In this report, we are going to highlight some interesting 10% shareholder buying activity at HP Inc (HPQ:US). HP is a technology company that manufacturers computers, printers, and other electronic devices. In 2021, the group was the second largest computer manufacturer globally, behind Lenovo. The company is listed on the New York Stock Exchange and currently has a market capitalization of $39.46 billion.
HP Has a New 10% shareholder
Our data shows that recently, Warren Buffett’s investment company, Berkshire Hathaway, has become a 10% shareholder in HP. In total, Berkshire has purchased around 121 million shares in the technology company, which equates to a 11.4% stake. This trade cost Berkshire Hathaway around $4.2 billion.
More Insider Activity at HP
Interestingly, this is not the only insider activity at HP recently. Indeed, our data shows that on March 31, board member Bruce Broussard bought 6,810 HP shares at a price of $36.67 per share, spending around $250,000 on stock. This trade increased the size of his holding by around 130%. The fact that the insider increased the size of his holding by such a large percentage suggests he’s very confident the stock is set to rise.
Does Buffett See Value in HP Stock?
As for why Buffett is buying HP stock right now, it’s most likely related to the fact that the stock looks very cheap right now.
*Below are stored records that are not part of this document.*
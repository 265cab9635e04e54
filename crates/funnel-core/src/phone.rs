//! Uruguayan Mobile Numbers
//!
//! Users type their WhatsApp number the way it is dialled locally
//! (`099 123 456`). The funnel needs the subscriber number without the trunk
//! zero for the registration record and the E.164 form for WhatsApp delivery.
//!
//! Only one entry rule is accepted: `09` followed by seven digits.

use std::fmt;

use serde::{Deserialize, Serialize};

use crate::error::{Field, ValidationError};

/// Uruguay's country calling code
pub const COUNTRY_CODE: &str = "598";

/// ISO country code sent with every registration
pub const COUNTRY: &str = "UY";

const LOCAL_LEN: usize = 9;
const NATIONAL_LEN: usize = 8;

const INVALID_MESSAGE: &str = "El número debe comenzar con 09 y tener 9 dígitos (ej: 099123456).";

/// A validated Uruguayan mobile number
#[derive(Clone, Debug, PartialEq, Eq, Hash, Serialize, Deserialize)]
#[serde(try_from = "String", into = "String")]
pub struct PhoneNumber {
    /// Subscriber digits without the trunk zero, always `9XXXXXXX`
    national: String,
}

impl PhoneNumber {
    /// Normalize a number typed in the local form `09XXXXXXX`
    ///
    /// Non-digit characters (spaces, dashes, parentheses) are ignored.
    pub fn normalize(input: &str) -> Result<Self, ValidationError> {
        let digits = digits_of(input);
        if digits.len() != LOCAL_LEN || !digits.starts_with("09") {
            return Err(ValidationError::new(Field::Phone, INVALID_MESSAGE));
        }

        Ok(Self {
            national: digits[1..].to_string(),
        })
    }

    /// Parse an E.164 number (`+598` followed by the national digits)
    pub fn from_e164(input: &str) -> Result<Self, ValidationError> {
        let trimmed = input.trim();
        let digits = digits_of(trimmed);
        if !trimmed.starts_with('+') {
            return Err(ValidationError::new(Field::Phone, INVALID_MESSAGE));
        }

        match digits.strip_prefix(COUNTRY_CODE) {
            Some(national) => Self::from_national(national),
            None => Err(ValidationError::new(Field::Phone, INVALID_MESSAGE)),
        }
    }

    /// Accept any of the three forms: local, national or E.164 (with or
    /// without the leading `+`)
    pub fn parse_any(input: &str) -> Result<Self, ValidationError> {
        let digits = digits_of(input);

        if digits.len() == LOCAL_LEN && digits.starts_with("09") {
            return Self::normalize(&digits);
        }
        if digits.len() == NATIONAL_LEN {
            return Self::from_national(&digits);
        }
        match digits.strip_prefix(COUNTRY_CODE) {
            Some(national) => Self::from_national(national),
            None => Err(ValidationError::new(Field::Phone, INVALID_MESSAGE)),
        }
    }

    fn from_national(national: &str) -> Result<Self, ValidationError> {
        if national.len() != NATIONAL_LEN || !national.starts_with('9') {
            return Err(ValidationError::new(Field::Phone, INVALID_MESSAGE));
        }

        Ok(Self {
            national: national.to_string(),
        })
    }

    /// Number as dialled locally, trunk zero included (`099123456`)
    pub fn local(&self) -> String {
        format!("0{}", self.national)
    }

    /// Subscriber digits without the trunk zero (`99123456`)
    pub fn national(&self) -> &str {
        &self.national
    }

    /// International form used for WhatsApp (`+59899123456`)
    pub fn e164(&self) -> String {
        format!("+{COUNTRY_CODE}{}", self.national)
    }
}

impl fmt::Display for PhoneNumber {
    fn fmt(&self, f: &mut fmt::Formatter<'_>) -> fmt::Result {
        f.write_str(&self.e164())
    }
}

impl TryFrom<String> for PhoneNumber {
    type Error = ValidationError;

    fn try_from(value: String) -> Result<Self, Self::Error> {
        Self::parse_any(&value)
    }
}

impl From<PhoneNumber> for String {
    fn from(value: PhoneNumber) -> Self {
        value.e164()
    }
}

fn digits_of(input: &str) -> String {
    input.chars().filter(char::is_ascii_digit).collect()
}
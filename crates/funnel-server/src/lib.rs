//! # funnel-server
//!
//! Axum service in front of the subscription funnel. Browser-facing routes
//! validate input, attach server-side consent metadata and the service
//! credential, and forward to Supabase and Mercado Pago.

pub mod config;
pub mod consent;
pub mod error;
pub mod handlers;
pub mod state;

use axum::{
    Router,
    routing::{get, post},
};
use tower_http::{
    cors::{Any, CorsLayer},
    trace::TraceLayer,
};

pub use config::FunnelConfig;
pub use state::AppState;

use crate::handlers::{
    activate_provisional, checkout_online, confirm_subscription, create_initial_payment,
    create_subscription, health_check, log_backurl, payment_return, preapproval_status,
    register_subscriber, registration_online, start_checkout, update_subscriber,
};

/// Every route with CORS and request tracing applied
pub fn create_router(state: AppState) -> Router {
    let cors = CorsLayer::new()
        .allow_origin(Any)
        .allow_methods(Any)
        .allow_headers(Any);

    Router::new()
        // Health
        .route("/health", get(health_check))

        // Lead capture and checkout
        .route("/api/alta-suscriptor", post(register_subscriber).get(registration_online))
        .route("/api/crear-suscripcion", post(create_subscription))
        .route("/api/iniciar-checkout", post(start_checkout).get(checkout_online))
        .route("/api/crear-pago-inicial", post(create_initial_payment))
        .route("/api/update-suscriptor", post(update_subscriber))

        // Payment return
        .route("/gracias", get(payment_return))
        .route("/api/activar-premium-provisorio", post(activate_provisional))
        .route("/api/confirmar-suscripcion", post(confirm_subscription))
        .route("/api/preapproval-status", get(preapproval_status))
        .route("/api/log-backurl", post(log_backurl))

        .layer(cors)
        .layer(TraceLayer::new_for_http())
        .with_state(state)
}
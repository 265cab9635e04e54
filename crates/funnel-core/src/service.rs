//! External Service Boundaries
//!
//! The funnel talks to three remote collaborators it does not control: the
//! subscriber registration function, the subscription (preapproval) function
//! and the subscriber store. Each is reached through a trait so the same
//! orchestration runs against the real Edge Functions, against this
//! service's own `/api/*` proxy routes, or against in-memory fakes.
//!
//! ```text
//! ┌──────────────────────┐   RegistrationService   ┌──────────────────────┐
//! │ CheckoutOrchestrator │────────────────────────▶│ ef_alta_suscriptor_* │
//! │                      │   SubscriptionService   ├──────────────────────┤
//! │                      │────────────────────────▶│ ef_crear_suscripcion │
//! └──────────────────────┘                         └──────────────────────┘
//! ┌──────────────────────┐   ActivationService     ┌──────────────────────┐
//! │    ReturnHandler     │────────────────────────▶│  suscriptores (REST) │
//! │                      │   PreapprovalLookup     │                      │
//! │                      │────────────────────────▶│                      │
//! │                      │   DiagnosticSink        ├──────────────────────┤
//! │                      │- - - - - - - - - - - - ▶│  log_funciones       │
//! └──────────────────────┘                         └──────────────────────┘
//! ```

use async_trait::async_trait;
use serde::{Deserialize, Serialize};
use serde_json::{Map, Value};

use crate::error::Result;
use crate::lead::{ConsentMetadata, ContentPreference, Lead, SubscriberId, ZodiacSign};
use crate::plan::Plan;

/// Registration of a lead with the remote subscriber service
#[derive(Clone, Debug)]
pub struct RegistrationRequest {
    pub lead: Lead,

    /// Present when the caller is the server; a browser-side transport
    /// leaves it to the server to derive
    pub consent: Option<ConsentMetadata>,

    /// Extra fields forwarded untouched
    pub extra: Map<String, Value>,
}

impl RegistrationRequest {
    pub fn new(lead: Lead) -> Self {
        Self {
            lead,
            consent: None,
            extra: Map::new(),
        }
    }

    pub fn with_consent(mut self, consent: ConsentMetadata) -> Self {
        self.consent = Some(consent);
        self
    }
}

/// Remote answer to a successful registration call
#[derive(Clone, Debug)]
pub struct Registration {
    pub subscriber_id: Option<SubscriberId>,
    pub resultado: Option<String>,
    pub mensaje: Option<String>,

    /// Body as returned by the remote service
    pub body: Value,
}

impl Registration {
    /// Build from the remote JSON body
    pub fn from_body(body: Value) -> Self {
        let text = |key: &str| body.get(key).and_then(Value::as_str).map(str::to_string);
        let subscriber_id = text("id_suscriptor").and_then(SubscriberId::new);
        let resultado = text("resultado");
        let mensaje = text("mensaje");
        Self {
            subscriber_id,
            resultado,
            mensaje,
            body,
        }
    }

    /// Some revisions of the registration function answer 2xx with
    /// `resultado: "duplicado"` instead of 409
    pub fn is_duplicate(&self) -> bool {
        self.resultado.as_deref() == Some("duplicado")
    }
}

/// Creation of a recurring-payment authorization for a subscriber
#[derive(Clone, Debug, PartialEq, Eq)]
pub struct SubscriptionRequest {
    pub subscriber_id: SubscriberId,
    pub plan: Plan,
    pub name: Option<String>,
    pub whatsapp: Option<String>,
    pub phone: Option<String>,
    pub sign: Option<ZodiacSign>,
    pub content: Option<ContentPreference>,
    pub email: Option<String>,
    pub reason: Option<String>,
}

impl SubscriptionRequest {
    pub fn new(subscriber_id: SubscriberId, plan: Plan) -> Self {
        Self {
            subscriber_id,
            plan,
            name: None,
            whatsapp: None,
            phone: None,
            sign: None,
            content: None,
            email: None,
            reason: None,
        }
    }
}

/// Remote answer to a successful subscription call
#[derive(Clone, Debug)]
pub struct SubscriptionLink {
    /// Payment page the browser must be sent to
    pub init_point: Option<String>,
    pub preapproval_id: Option<String>,
    pub status: Option<String>,
    pub body: Value,
}

impl SubscriptionLink {
    pub fn from_body(body: Value) -> Self {
        let text = |key: &str| {
            body.get(key)
                .and_then(Value::as_str)
                .map(str::trim)
                .filter(|s| !s.is_empty())
                .map(str::to_string)
        };
        let init_point = text("init_point").or_else(|| text("sandbox_init_point"));
        let preapproval_id = text("preapproval_id");
        let status = text("status");
        Self {
            init_point,
            preapproval_id,
            status,
            body,
        }
    }
}

/// Provisional activation after the payment provider sent the user back
#[derive(Clone, Debug, PartialEq, Eq, Serialize, Deserialize)]
pub struct ActivationRequest {
    #[serde(rename = "id_suscriptor")]
    pub subscriber_id: SubscriberId,

    pub preapproval_id: String,

    /// Status reported on the return URL, when known
    #[serde(default, skip_serializing_if = "Option::is_none")]
    pub collection_status: Option<String>,

    /// Raw return parameters, kept for diagnostics
    #[serde(
        rename = "backParams",
        default,
        skip_serializing_if = "Option::is_none"
    )]
    pub back_params: Option<Value>,
}

/// Outcome reported by the activation proxy
#[derive(Clone, Debug, PartialEq, Serialize, Deserialize)]
pub struct ActivationReply {
    pub ok: bool,

    #[serde(default, skip_serializing_if = "Option::is_none")]
    pub data: Option<Value>,

    #[serde(default, skip_serializing_if = "Option::is_none")]
    pub error: Option<String>,
}

/// Where a preapproval status came from
#[derive(Clone, Copy, Debug, PartialEq, Eq, Serialize, Deserialize)]
#[serde(rename_all = "lowercase")]
pub enum StatusSource {
    /// Stored on the subscriber record
    Db,
    /// Fetched again from the payment provider
    Refresh,
}

/// Current state of a subscriber's recurring-payment authorization
#[derive(Clone, Debug, PartialEq, Eq, Serialize, Deserialize)]
pub struct PreapprovalStatus {
    pub exists: bool,

    #[serde(default, skip_serializing_if = "Option::is_none")]
    pub preapproval_id: Option<String>,

    #[serde(default, skip_serializing_if = "Option::is_none")]
    pub status: Option<String>,

    #[serde(default, skip_serializing_if = "Option::is_none")]
    pub init_point: Option<String>,

    #[serde(default, skip_serializing_if = "Option::is_none")]
    pub source: Option<StatusSource>,
}

impl PreapprovalStatus {
    pub fn missing() -> Self {
        Self {
            exists: false,
            preapproval_id: None,
            status: None,
            init_point: None,
            source: None,
        }
    }
}

/// One row of the remote function log
#[derive(Clone, Debug, PartialEq, Serialize, Deserialize)]
pub struct DiagnosticEntry {
    #[serde(rename = "nombre_funcion")]
    pub function: String,

    #[serde(rename = "resultado")]
    pub outcome: String,

    #[serde(rename = "detalle")]
    pub detail: Value,

    #[serde(rename = "exito")]
    pub success: bool,

    #[serde(rename = "creado_por")]
    pub created_by: String,
}

impl DiagnosticEntry {
    pub fn new(function: impl Into<String>, outcome: impl Into<String>, detail: Value) -> Self {
        Self {
            function: function.into(),
            outcome: outcome.into(),
            detail,
            success: true,
            created_by: "next".into(),
        }
    }

    pub fn failed(mut self) -> Self {
        self.success = false;
        self
    }

    pub fn created_by(mut self, who: impl Into<String>) -> Self {
        self.created_by = who.into();
        self
    }
}

/// Registers leads with the remote subscriber service
#[async_trait]
pub trait RegistrationService: Send + Sync {
    /// Register a lead; 409 from the remote side maps to
    /// [`FunnelError::Duplicate`](crate::FunnelError::Duplicate)
    async fn register(&self, request: &RegistrationRequest) -> Result<Registration>;
}

/// Creates recurring-payment authorizations
#[async_trait]
pub trait SubscriptionService: Send + Sync {
    async fn create_subscription(&self, request: &SubscriptionRequest) -> Result<SubscriptionLink>;
}

/// Grants provisional premium access pending payment confirmation
#[async_trait]
pub trait ActivationService: Send + Sync {
    async fn activate(&self, request: &ActivationRequest) -> Result<ActivationReply>;
}

/// Looks up a subscriber's preapproval
#[async_trait]
pub trait PreapprovalLookup: Send + Sync {
    async fn preapproval_status(&self, subscriber_id: &SubscriberId) -> Result<PreapprovalStatus>;
}

/// Best-effort diagnostic log; callers never depend on its outcome
#[async_trait]
pub trait DiagnosticSink: Send + Sync {
    async fn record(&self, entry: DiagnosticEntry) -> Result<()>;
}

#[cfg(test)]
mod tests {
    use super::*;
    use serde_json::json;

    #[test]
    fn test_registration_from_body() {
        let reg = Registration::from_body(json!({
            "resultado": "ok",
            "mensaje": "alta",
            "id_suscriptor": "abc123",
        }));
        assert_eq!(reg.subscriber_id.unwrap().as_str(), "abc123");
        assert!(!Registration::from_body(json!({"resultado": "ok"})).is_duplicate());
        assert!(Registration::from_body(json!({"resultado": "duplicado"})).is_duplicate());
    }

    #[test]
    fn test_subscription_link_falls_back_to_sandbox() {
        let link = SubscriptionLink::from_body(json!({
            "init_point": "",
            "sandbox_init_point": "https://sandbox.mp/pay",
        }));
        assert_eq!(link.init_point.as_deref(), Some("https://sandbox.mp/pay"));
    }

    #[test]
    fn test_diagnostic_entry_wire_names() {
        let entry = DiagnosticEntry::new("backurl-mp", "ERROR_PARAMS", json!({}))
            .failed()
            .created_by("backurl");
        let value = serde_json::to_value(entry).unwrap();
        assert_eq!(value["nombre_funcion"], "backurl-mp");
        assert_eq!(value["exito"], false);
        assert_eq!(value["creado_por"], "backurl");
    }
}
//! Mercado Pago Client
//!
//! Read-only access to preapprovals (recurring-payment authorizations).
//! Creating them is the subscription Edge Function's job.

use funnel_core::{FunnelError, Result};
use serde::{Deserialize, Serialize};

use crate::error::{UpstreamResponse, transport};

/// Production API root
pub const API_BASE: &str = "https://api.mercadopago.com";

/// A preapproval as returned by `GET /preapproval/{id}`
#[derive(Clone, Debug, Default, PartialEq, Eq, Serialize, Deserialize)]
pub struct Preapproval {
    #[serde(default)]
    pub id: Option<String>,

    #[serde(default)]
    pub status: Option<String>,

    #[serde(default)]
    pub init_point: Option<String>,

    #[serde(default)]
    pub sandbox_init_point: Option<String>,

    #[serde(default)]
    pub redirect_url: Option<String>,
}

impl Preapproval {
    /// Page the payer should be sent to: `init_point`, then the sandbox
    /// page, then the redirect URL
    pub fn payment_url(&self) -> Option<&str> {
        [&self.init_point, &self.sandbox_init_point, &self.redirect_url]
            .into_iter()
            .find_map(|url| url.as_deref().filter(|u| !u.trim().is_empty()))
    }
}

pub struct MercadoPagoClient {
    http: reqwest::Client,
    base_url: String,
    access_token: String,
}

impl MercadoPagoClient {
    pub fn new(access_token: impl Into<String>) -> Result<Self> {
        Self::with_base_url(API_BASE, access_token)
    }

    pub fn with_base_url(base_url: &str, access_token: impl Into<String>) -> Result<Self> {
        Ok(Self {
            http: crate::http_client()?,
            base_url: crate::trim_base(base_url),
            access_token: access_token.into(),
        })
    }

    pub async fn get_preapproval(&self, preapproval_id: &str) -> Result<Preapproval> {
        let response = self
            .http
            .get(format!("{}/preapproval/{preapproval_id}", self.base_url))
            .bearer_auth(&self.access_token)
            .send()
            .await
            .map_err(transport)?;
        let body = UpstreamResponse::read(response).await?.into_json()?;
        serde_json::from_value(body).map_err(|e| FunnelError::Malformed(format!("preapproval: {e}")))
    }
}

#[cfg(test)]
mod tests {
    use super::*;
    use crate::stub;
    use axum::extract::Path;
    use axum::http::StatusCode;
    use axum::routing::get;
    use axum::{Json, Router};
    use serde_json::{Value, json};

    #[test]
    fn test_payment_url_fallback_order() {
        let preapproval = Preapproval {
            init_point: Some(String::new()),
            sandbox_init_point: None,
            redirect_url: Some("https://mp.example/redirect".into()),
            ..Default::default()
        };
        assert_eq!(preapproval.payment_url(), Some("https://mp.example/redirect"));
        assert_eq!(Preapproval::default().payment_url(), None);
    }

    #[tokio::test]
    async fn test_get_preapproval() {
        async fn preapproval(Path(id): Path<String>) -> std::result::Result<Json<Value>, StatusCode> {
            if id == "pre-1" {
                Ok(Json(json!({
                    "id": "pre-1",
                    "status": "authorized",
                    "init_point": "https://mp.example/pay/abc",
                    "payer_id": 42,
                })))
            } else {
                Err(StatusCode::NOT_FOUND)
            }
        }
        let base = stub::serve(Router::new().route("/preapproval/{id}", get(preapproval))).await;
        let client = MercadoPagoClient::with_base_url(&base, "APP_USR-test").unwrap();

        let found = client.get_preapproval("pre-1").await.unwrap();
        assert_eq!(found.status.as_deref(), Some("authorized"));
        assert_eq!(found.payment_url(), Some("https://mp.example/pay/abc"));

        let err = client.get_preapproval("missing").await.unwrap_err();
        assert!(matches!(err, FunnelError::Upstream { status: 404, .. }));
    }
}
//! # funnel-core
//!
//! Domain of the premium subscription funnel: lead capture, phone
//! normalization, checkout orchestration and payment return handling.
//!
//! ## Flow
//!
//! ```text
//! ┌───────────┐   ┌──────────────┐   ┌──────────────┐   ┌──────────────────┐
//! │ LeadForm  │──▶│ Registration │──▶│ Subscription │──▶│ payment provider │
//! │ validate  │   │ (id_susc.)   │   │ (init_point) │   │      page        │
//! └───────────┘   └──────────────┘   └──────────────┘   └────────┬─────────┘
//!                        CheckoutOrchestrator                    │ back URL
//!                                                                ▼
//!                                   ┌──────────────────────────────────────┐
//!                                   │ ReturnHandler: ok | warn | error     │
//!                                   │ (provisional activation, diag. log)  │
//!                                   └──────────────────────────────────────┘
//! ```
//!
//! Remote collaborators sit behind the traits in [`service`], so the same
//! orchestration runs against real HTTP clients or in-memory fakes.

pub mod back_url;
pub mod checkout;
pub mod error;
pub mod lead;
pub mod phone;
pub mod plan;
pub mod retry;
pub mod service;
pub mod session;

pub use back_url::{PaymentStatus, ReturnHandler, ReturnOutcome, ReturnParams, ReturnReason, ReturnState};
pub use checkout::{CheckoutError, CheckoutErrorKind, CheckoutOrchestrator, CheckoutPhase, Redirect};
pub use error::{Field, FieldErrors, FunnelError, Result, ValidationError};
pub use lead::{ConsentMetadata, ContentPreference, Lead, LeadForm, SubscriberId, ZodiacSign};
pub use phone::PhoneNumber;
pub use plan::{Currency, Plan, parse_amount};
pub use retry::RetryPolicy;
pub use service::{
    ActivationReply, ActivationRequest, ActivationService, DiagnosticEntry, DiagnosticSink,
    PreapprovalLookup, PreapprovalStatus, Registration, RegistrationRequest, RegistrationService,
    StatusSource, SubscriptionLink, SubscriptionRequest, SubscriptionService,
};
pub use session::{CheckoutReader, CheckoutSnapshot, CheckoutStore, MemorySessionStorage, SessionStorage};
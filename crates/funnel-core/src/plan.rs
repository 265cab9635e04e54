//! Subscription Plan

use std::fmt;
use std::str::FromStr;

use rust_decimal::Decimal;
use rust_decimal::prelude::ToPrimitive;
use rust_decimal_macros::dec;
use serde::{Deserialize, Serialize};
use serde_json::Value;

use crate::error::{Field, ValidationError};

/// Billing currency accepted by the payment provider
#[derive(Clone, Copy, Debug, Default, PartialEq, Eq, Hash, Serialize, Deserialize)]
#[serde(rename_all = "UPPERCASE")]
pub enum Currency {
    #[default]
    Uyu,
    Usd,
}

impl Currency {
    pub fn as_str(&self) -> &'static str {
        match self {
            Currency::Uyu => "UYU",
            Currency::Usd => "USD",
        }
    }
}

impl FromStr for Currency {
    type Err = ValidationError;

    fn from_str(s: &str) -> Result<Self, Self::Err> {
        match s.trim().to_uppercase().as_str() {
            "UYU" => Ok(Currency::Uyu),
            "USD" => Ok(Currency::Usd),
            other => Err(ValidationError::new(
                Field::Amount,
                format!("Moneda no soportada: {other}"),
            )),
        }
    }
}

impl fmt::Display for Currency {
    fn fmt(&self, f: &mut fmt::Formatter<'_>) -> fmt::Result {
        f.write_str(self.as_str())
    }
}

/// Recurring premium plan billed through the payment provider
#[derive(Clone, Debug, PartialEq, Eq, Serialize, Deserialize)]
pub struct Plan {
    /// Monthly charge
    #[serde(with = "rust_decimal::serde::float")]
    pub amount: Decimal,

    pub currency: Currency,
}

impl Plan {
    pub fn new(amount: Decimal, currency: Currency) -> Result<Self, ValidationError> {
        if amount <= Decimal::ZERO {
            return Err(ValidationError::new(
                Field::Amount,
                "El monto debe ser mayor a cero.",
            ));
        }
        Ok(Self { amount, currency })
    }

    /// Standard monthly premium: 390 UYU
    pub fn premium_monthly() -> Self {
        Self {
            amount: dec!(390),
            currency: Currency::Uyu,
        }
    }

    /// Amount as a JSON number; whole amounts stay integers (`390`)
    pub fn amount_value(&self) -> Value {
        if self.amount.fract().is_zero() {
            if let Some(whole) = self.amount.to_i64() {
                return Value::from(whole);
            }
        }
        self.amount.to_f64().map_or(Value::Null, Value::from)
    }

    /// Description shown on the payment provider's page
    pub fn reason_for(&self, subscriber_name: &str) -> String {
        format!("Premium mensual THC - {subscriber_name}")
    }
}

/// Read an amount sent as a JSON number or a numeric string
pub fn parse_amount(value: &Value) -> Option<Decimal> {
    let text = match value {
        Value::Number(n) => n.to_string(),
        Value::String(s) => s.trim().to_string(),
        _ => return None,
    };
    Decimal::from_str(&text)
        .or_else(|_| Decimal::from_scientific(&text))
        .ok()
}

impl Default for Plan {
    fn default() -> Self {
        Self::premium_monthly()
    }
}

#[cfg(test)]
mod tests {
    use super::*;

    #[test]
    fn test_premium_plan_pricing() {
        let plan = Plan::premium_monthly();
        assert_eq!(plan.amount, dec!(390));
        assert_eq!(plan.currency, Currency::Uyu);
    }

    #[test]
    fn test_amount_serializes_as_number() {
        let json = serde_json::to_value(Plan::premium_monthly()).unwrap();
        assert_eq!(json["amount"], serde_json::json!(390.0));
        assert_eq!(json["currency"], "UYU");
    }

    #[test]
    fn test_rejects_non_positive_amount() {
        assert!(Plan::new(Decimal::ZERO, Currency::Uyu).is_err());
        assert!(Plan::new(dec!(-1), Currency::Uyu).is_err());
        assert!(Plan::new(dec!(99.5), Currency::Usd).is_ok());
    }

    #[test]
    fn test_amount_value_keeps_integers() {
        assert_eq!(Plan::premium_monthly().amount_value(), serde_json::json!(390));
        let plan = Plan::new(dec!(99.5), Currency::Usd).unwrap();
        assert_eq!(plan.amount_value(), serde_json::json!(99.5));
    }

    #[test]
    fn test_parse_amount() {
        assert_eq!(parse_amount(&serde_json::json!(390)), Some(dec!(390)));
        assert_eq!(parse_amount(&serde_json::json!("390.50")), Some(dec!(390.50)));
        assert_eq!(parse_amount(&serde_json::json!(true)), None);
        assert_eq!(parse_amount(&serde_json::json!("abc")), None);
    }

    #[test]
    fn test_currency_parse() {
        assert_eq!("uyu".parse::<Currency>().unwrap(), Currency::Uyu);
        assert!("EUR".parse::<Currency>().is_err());
    }
}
For the year ending October 31, 2022, Wall Street analysts expect HP to post earnings per share of $4.29. At the current share price, that puts the stock on a forward-looking price-to-earnings (P/E) ratio of about 8.1. That’s well below the average market P/E.
And the company appears to have momentum right now. For the first quarter of fiscal 2022, net revenue was up 8.8% to $17.0 billion. Meanwhile, non-GAAP diluted earnings per share came in at $1.10 – above the previously provided outlook of $0.99 to $1.05 and also above the consensus forecast of $1.02. On the back of the strong performance, the group returned $1.8 billion to shareholders via share repurchases and dividends during the quarter.
In light of the valuation here, we see the buying activity from Berkshire Hathaway as a bullish indicator. The fact that Buffett has become a 10% shareholder suggests that he sees considerable upside from current levels.